PROVIDED ENTRIES START

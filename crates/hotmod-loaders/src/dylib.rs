//! Native dynamic-library units
//!
//! A library built as a `cdylib` exports its unit with [`declare_unit!`].
//! Each load writes the bytes to a fresh file so the platform loader never
//! hands back a cached handle for an earlier version. Libraries are never
//! closed: instances and vtables created by an old version must stay valid.

use hotmod_kernel::{LoadError, LoadedCode, ModuleLoader, TypeShape, UnitCode};
use libloading::{Library, Symbol};
use std::io::Write;
use std::mem::ManuallyDrop;
use std::path::{Path, PathBuf};
use std::sync::Arc;
use tracing::{debug, info, warn};

use crate::content_digest;

/// API version a library must report through `_hotmod_api_version`
pub const UNIT_API_VERSION: u32 = 1;

const API_VERSION_SYMBOL: &[u8] = b"_hotmod_api_version";
const ENTRY_SYMBOL: &[u8] = b"_hotmod_unit_entry";

/// Loader for native shared libraries
pub struct DylibLoader {
    /// Directory copies are written to; the system temp dir when unset
    staging_dir: Option<PathBuf>,
    api_version: u32,
}

impl DylibLoader {
    pub fn new() -> Self {
        Self {
            staging_dir: None,
            api_version: UNIT_API_VERSION,
        }
    }

    /// Write library copies into `dir` instead of the system temp dir
    pub fn with_staging_dir(mut self, dir: impl Into<PathBuf>) -> Self {
        self.staging_dir = Some(dir.into());
        self
    }

    pub fn api_version(&self) -> u32 {
        self.api_version
    }

    fn stage(&self, bytes: &[u8]) -> Result<PathBuf, LoadError> {
        let mut builder = tempfile::Builder::new();
        builder
            .prefix("hotmod-")
            .suffix(std::env::consts::DLL_SUFFIX);
        let file = match &self.staging_dir {
            Some(dir) => builder.tempfile_in(dir),
            None => builder.tempfile(),
        };
        let mut file = file.map_err(|e| LoadError::Io(e.to_string()))?;
        file.write_all(bytes)
            .and_then(|_| file.flush())
            .map_err(|e| LoadError::Io(e.to_string()))?;
        let (_, path) = file.keep().map_err(|e| LoadError::Io(e.to_string()))?;
        Ok(path)
    }

    fn open(&self, path: &Path, digest: String) -> Result<DylibUnit, LoadError> {
        let library = unsafe { Library::new(path) }
            .map_err(|e| LoadError::Malformed(format!("cannot open library: {}", e)))?;

        let api_version = unsafe {
            let version_fn: Symbol<unsafe extern "C" fn() -> u32> = library
                .get(API_VERSION_SYMBOL)
                .map_err(|e| LoadError::Malformed(format!("missing _hotmod_api_version: {}", e)))?;
            version_fn()
        };
        if api_version != self.api_version {
            return Err(LoadError::Incompatible {
                expected: self.api_version,
                actual: api_version,
            });
        }

        let code = unsafe {
            let entry: Symbol<unsafe extern "C" fn() -> *mut LoadedCode> = library
                .get(ENTRY_SYMBOL)
                .map_err(|e| LoadError::Malformed(format!("missing _hotmod_unit_entry: {}", e)))?;
            let raw = entry();
            if raw.is_null() {
                return Err(LoadError::Malformed(
                    "unit entry returned null".to_string(),
                ));
            }
            *Box::from_raw(raw)
        };

        Ok(DylibUnit {
            code,
            digest,
            path: path.to_path_buf(),
            _library: ManuallyDrop::new(library),
        })
    }
}

impl Default for DylibLoader {
    fn default() -> Self {
        Self::new()
    }
}

impl ModuleLoader for DylibLoader {
    fn load(&self, bytes: &[u8]) -> Result<LoadedCode, LoadError> {
        let digest = content_digest(bytes);
        let path = self.stage(bytes)?;
        debug!("Staged library copy at {:?}", path);

        match self.open(&path, digest) {
            Ok(unit) => {
                info!(
                    "Loaded native unit {} from {:?}",
                    unit.code.module_name(),
                    unit.path
                );
                Ok(Arc::new(unit))
            }
            Err(e) => {
                warn!("Rejected native unit: {}", e);
                // Nothing was mapped from a copy that failed to open.
                if let Err(remove) = std::fs::remove_file(&path) {
                    debug!("Could not remove rejected copy {:?}: {}", path, remove);
                }
                Err(e)
            }
        }
    }

    fn kind(&self) -> &'static str {
        "dylib"
    }
}

/// Code exported by a loaded library
pub struct DylibUnit {
    code: LoadedCode,
    digest: String,
    path: PathBuf,
    _library: ManuallyDrop<Library>,
}

impl DylibUnit {
    /// Path of the staged copy the library was opened from
    pub fn path(&self) -> &Path {
        &self.path
    }
}

impl UnitCode for DylibUnit {
    fn module_name(&self) -> &str {
        self.code.module_name()
    }

    fn type_names(&self) -> Vec<&str> {
        self.code.type_names()
    }

    fn resolve_type(&self, name: &str) -> Option<Arc<dyn TypeShape>> {
        self.code.resolve_type(name)
    }

    fn digest(&self) -> Option<&str> {
        Some(&self.digest)
    }
}

/// Export a unit from a `cdylib`.
///
/// ```ignore
/// use hotmod_kernel::native::{NativeMethod, NativeType, NativeUnit};
///
/// hotmod_loaders::declare_unit!(
///     NativeUnit::builder("greeter")
///         .with_type(NativeType::new("T").with_method(NativeMethod::instance(
///             "Greet",
///             |_, _| Ok("hi".into()),
///         )))
///         .build()
/// );
/// ```
#[macro_export]
macro_rules! declare_unit {
    ($build:expr) => {
        #[unsafe(no_mangle)]
        pub extern "C" fn _hotmod_api_version() -> u32 {
            $crate::dylib::UNIT_API_VERSION
        }

        #[unsafe(no_mangle)]
        pub extern "C" fn _hotmod_unit_entry() -> *mut $crate::dylib::ExportedCode {
            let code: $crate::dylib::ExportedCode = $build;
            Box::into_raw(Box::new(code))
        }
    };
}

#[doc(hidden)]
pub type ExportedCode = LoadedCode;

PROVIDED ENTRIES END

In the entries above, find the line with "let raw = entry();" and the line with "library copy at", then set down exactly those two and every line between them, nothing else.

| OUTPUT BELOW |
            let raw = entry();
            if raw.is_null() {
                return Err(LoadError::Malformed(
                    "unit entry returned null".to_string(),
                ));
            }
            *Box::from_raw(raw)
        };

        Ok(DylibUnit {
            code,
            digest,
            path: path.to_path_buf(),
            _library: ManuallyDrop::new(library),
        })
    }
}

impl Default for DylibLoader {
    fn default() -> Self {
        Self::new()
    }
}

impl ModuleLoader for DylibLoader {
    fn load(&self, bytes: &[u8]) -> Result<LoadedCode, LoadError> {
        let digest = content_digest(bytes);
        let path = self.stage(bytes)?;
        debug!("Staged library copy at {:?}", path);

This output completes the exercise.